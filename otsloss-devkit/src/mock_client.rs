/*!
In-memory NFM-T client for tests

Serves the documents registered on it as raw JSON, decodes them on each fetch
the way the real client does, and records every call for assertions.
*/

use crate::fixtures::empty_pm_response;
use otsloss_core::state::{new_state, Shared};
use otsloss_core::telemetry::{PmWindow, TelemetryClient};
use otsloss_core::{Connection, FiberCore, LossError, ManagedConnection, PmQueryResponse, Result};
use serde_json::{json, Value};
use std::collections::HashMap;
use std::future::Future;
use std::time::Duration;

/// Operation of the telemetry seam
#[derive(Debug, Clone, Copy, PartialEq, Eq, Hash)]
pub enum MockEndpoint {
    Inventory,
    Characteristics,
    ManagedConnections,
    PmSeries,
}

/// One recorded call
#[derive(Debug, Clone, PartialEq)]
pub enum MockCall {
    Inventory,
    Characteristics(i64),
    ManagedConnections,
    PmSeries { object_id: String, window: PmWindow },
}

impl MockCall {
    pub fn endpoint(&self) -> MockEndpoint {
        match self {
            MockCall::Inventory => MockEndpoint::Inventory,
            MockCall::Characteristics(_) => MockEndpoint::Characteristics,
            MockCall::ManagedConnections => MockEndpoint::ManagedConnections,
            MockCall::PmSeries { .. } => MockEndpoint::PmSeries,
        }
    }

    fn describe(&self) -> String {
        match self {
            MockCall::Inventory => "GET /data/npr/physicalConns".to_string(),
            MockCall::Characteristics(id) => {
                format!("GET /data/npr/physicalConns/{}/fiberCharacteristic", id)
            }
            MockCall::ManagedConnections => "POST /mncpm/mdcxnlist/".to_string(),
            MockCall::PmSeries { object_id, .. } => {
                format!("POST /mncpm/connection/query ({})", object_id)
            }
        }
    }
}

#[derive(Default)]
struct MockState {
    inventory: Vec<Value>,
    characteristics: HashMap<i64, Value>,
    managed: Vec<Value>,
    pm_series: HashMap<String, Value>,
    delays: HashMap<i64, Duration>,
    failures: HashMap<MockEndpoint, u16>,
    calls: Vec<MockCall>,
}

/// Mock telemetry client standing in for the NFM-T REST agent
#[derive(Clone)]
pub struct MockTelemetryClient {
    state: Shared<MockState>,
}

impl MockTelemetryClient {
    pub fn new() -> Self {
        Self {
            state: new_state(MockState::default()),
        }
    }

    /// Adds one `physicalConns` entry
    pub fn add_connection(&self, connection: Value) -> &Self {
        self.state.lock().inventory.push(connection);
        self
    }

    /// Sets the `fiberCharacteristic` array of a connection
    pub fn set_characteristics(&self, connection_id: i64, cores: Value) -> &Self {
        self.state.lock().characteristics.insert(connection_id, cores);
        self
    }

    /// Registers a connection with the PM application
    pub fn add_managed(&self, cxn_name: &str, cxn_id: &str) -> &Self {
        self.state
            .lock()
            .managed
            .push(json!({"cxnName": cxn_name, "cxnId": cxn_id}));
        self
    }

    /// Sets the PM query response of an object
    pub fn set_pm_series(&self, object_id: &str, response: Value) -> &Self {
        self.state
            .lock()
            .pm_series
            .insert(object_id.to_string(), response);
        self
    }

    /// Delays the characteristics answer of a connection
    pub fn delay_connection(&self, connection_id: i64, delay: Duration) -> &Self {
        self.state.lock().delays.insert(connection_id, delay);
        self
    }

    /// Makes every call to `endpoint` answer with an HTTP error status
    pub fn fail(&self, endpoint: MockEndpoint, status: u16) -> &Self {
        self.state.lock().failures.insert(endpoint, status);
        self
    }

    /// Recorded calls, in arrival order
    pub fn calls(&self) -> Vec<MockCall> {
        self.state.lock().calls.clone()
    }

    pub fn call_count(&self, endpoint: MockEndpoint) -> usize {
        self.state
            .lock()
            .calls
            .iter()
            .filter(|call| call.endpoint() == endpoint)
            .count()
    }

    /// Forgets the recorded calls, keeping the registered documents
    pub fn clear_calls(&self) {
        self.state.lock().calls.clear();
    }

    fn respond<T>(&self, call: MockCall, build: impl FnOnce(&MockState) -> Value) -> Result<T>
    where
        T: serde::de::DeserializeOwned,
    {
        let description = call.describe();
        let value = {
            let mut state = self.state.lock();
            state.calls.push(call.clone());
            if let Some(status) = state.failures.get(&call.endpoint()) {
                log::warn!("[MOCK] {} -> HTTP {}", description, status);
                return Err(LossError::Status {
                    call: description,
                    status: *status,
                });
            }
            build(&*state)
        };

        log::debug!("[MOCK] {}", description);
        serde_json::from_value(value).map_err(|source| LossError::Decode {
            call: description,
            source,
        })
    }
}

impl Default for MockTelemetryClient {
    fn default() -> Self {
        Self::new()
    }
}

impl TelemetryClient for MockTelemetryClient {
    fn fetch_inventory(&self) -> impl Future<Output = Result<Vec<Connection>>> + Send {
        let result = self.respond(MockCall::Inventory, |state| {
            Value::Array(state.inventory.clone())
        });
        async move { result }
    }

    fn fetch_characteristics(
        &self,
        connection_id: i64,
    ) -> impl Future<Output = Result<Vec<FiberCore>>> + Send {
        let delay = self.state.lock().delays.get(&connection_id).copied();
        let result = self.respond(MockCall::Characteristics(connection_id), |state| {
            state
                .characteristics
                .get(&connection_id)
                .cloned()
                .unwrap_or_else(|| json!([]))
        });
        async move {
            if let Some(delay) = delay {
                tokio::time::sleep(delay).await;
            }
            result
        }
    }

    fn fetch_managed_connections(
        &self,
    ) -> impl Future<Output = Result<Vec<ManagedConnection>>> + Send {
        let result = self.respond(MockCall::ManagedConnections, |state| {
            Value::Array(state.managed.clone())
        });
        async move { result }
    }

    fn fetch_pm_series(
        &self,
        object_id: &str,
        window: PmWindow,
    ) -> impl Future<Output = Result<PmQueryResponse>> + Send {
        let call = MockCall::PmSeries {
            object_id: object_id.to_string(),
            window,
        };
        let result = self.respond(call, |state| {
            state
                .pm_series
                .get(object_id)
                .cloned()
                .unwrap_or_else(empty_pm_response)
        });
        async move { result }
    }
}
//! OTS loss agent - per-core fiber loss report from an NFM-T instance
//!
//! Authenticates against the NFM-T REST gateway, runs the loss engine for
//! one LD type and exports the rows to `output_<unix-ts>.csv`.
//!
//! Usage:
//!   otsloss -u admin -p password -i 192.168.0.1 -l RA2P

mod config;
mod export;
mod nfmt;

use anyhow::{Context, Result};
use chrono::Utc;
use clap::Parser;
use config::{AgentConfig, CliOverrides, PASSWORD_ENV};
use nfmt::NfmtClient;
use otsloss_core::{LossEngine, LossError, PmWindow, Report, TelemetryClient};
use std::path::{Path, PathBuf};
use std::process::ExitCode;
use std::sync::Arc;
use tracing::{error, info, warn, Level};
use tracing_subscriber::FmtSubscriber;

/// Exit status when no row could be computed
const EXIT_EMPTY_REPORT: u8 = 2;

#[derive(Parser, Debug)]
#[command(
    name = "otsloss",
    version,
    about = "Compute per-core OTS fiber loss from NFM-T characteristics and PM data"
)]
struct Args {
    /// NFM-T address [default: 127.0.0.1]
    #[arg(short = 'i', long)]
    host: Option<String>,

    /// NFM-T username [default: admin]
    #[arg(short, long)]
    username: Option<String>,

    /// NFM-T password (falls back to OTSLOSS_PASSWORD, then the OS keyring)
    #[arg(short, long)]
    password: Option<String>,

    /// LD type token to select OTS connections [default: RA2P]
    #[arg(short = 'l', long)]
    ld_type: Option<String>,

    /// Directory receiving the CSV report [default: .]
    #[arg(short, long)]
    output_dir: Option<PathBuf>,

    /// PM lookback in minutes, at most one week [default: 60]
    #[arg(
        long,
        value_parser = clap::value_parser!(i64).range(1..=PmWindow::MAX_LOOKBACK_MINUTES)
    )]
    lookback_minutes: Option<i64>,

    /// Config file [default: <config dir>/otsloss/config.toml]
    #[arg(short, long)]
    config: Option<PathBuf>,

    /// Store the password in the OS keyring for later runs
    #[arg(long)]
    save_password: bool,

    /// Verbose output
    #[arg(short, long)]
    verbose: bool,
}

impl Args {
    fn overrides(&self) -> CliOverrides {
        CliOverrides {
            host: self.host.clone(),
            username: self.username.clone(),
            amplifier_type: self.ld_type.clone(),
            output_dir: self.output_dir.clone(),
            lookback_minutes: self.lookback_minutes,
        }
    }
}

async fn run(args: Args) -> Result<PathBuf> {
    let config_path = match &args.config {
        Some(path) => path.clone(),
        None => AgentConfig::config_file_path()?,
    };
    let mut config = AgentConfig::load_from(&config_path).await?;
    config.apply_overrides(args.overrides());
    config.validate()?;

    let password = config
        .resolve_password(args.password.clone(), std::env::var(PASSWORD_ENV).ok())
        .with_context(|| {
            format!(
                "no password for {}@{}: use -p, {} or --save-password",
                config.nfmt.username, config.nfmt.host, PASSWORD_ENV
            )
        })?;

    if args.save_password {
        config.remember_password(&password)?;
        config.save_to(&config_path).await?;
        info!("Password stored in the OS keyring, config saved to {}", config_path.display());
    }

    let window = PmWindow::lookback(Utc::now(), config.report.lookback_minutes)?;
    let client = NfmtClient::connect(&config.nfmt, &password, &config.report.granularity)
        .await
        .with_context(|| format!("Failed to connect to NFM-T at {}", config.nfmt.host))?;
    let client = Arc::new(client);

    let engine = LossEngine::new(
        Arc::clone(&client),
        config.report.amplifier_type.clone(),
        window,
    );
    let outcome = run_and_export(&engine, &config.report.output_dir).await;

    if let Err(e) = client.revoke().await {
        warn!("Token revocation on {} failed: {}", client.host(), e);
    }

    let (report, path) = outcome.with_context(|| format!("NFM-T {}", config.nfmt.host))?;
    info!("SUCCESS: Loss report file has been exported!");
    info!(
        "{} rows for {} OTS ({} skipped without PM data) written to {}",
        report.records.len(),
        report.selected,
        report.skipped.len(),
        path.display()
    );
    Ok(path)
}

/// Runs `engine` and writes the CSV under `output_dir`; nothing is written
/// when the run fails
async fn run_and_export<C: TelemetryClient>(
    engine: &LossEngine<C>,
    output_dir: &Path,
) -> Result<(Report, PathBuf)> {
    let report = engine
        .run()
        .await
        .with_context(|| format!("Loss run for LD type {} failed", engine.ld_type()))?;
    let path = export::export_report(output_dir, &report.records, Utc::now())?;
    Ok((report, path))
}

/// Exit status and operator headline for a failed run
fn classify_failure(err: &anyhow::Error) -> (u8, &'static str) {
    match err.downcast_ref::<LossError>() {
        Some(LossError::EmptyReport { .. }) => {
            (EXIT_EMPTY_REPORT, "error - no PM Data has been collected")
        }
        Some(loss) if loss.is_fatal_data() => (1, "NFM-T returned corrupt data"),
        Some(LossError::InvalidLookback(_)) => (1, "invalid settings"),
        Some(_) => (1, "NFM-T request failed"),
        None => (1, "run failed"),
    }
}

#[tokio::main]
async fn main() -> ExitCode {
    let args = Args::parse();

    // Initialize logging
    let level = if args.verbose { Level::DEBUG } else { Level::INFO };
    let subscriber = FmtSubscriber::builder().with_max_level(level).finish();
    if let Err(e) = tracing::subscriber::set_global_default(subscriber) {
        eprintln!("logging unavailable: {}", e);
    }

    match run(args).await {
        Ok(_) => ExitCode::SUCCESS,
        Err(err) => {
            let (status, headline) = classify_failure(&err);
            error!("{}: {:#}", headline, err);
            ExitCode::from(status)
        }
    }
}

+---+

EXERCISE DIRECTIONS:
Check each line above for the string "PathBuf" and return those that contain it.

RESULT OF THE EXERCISE:
use std::path::{Path, PathBuf};
    output_dir: Option<PathBuf>,
    config: Option<PathBuf>,
async fn run(args: Args) -> Result<PathBuf> {
) -> Result<(Report, PathBuf)> {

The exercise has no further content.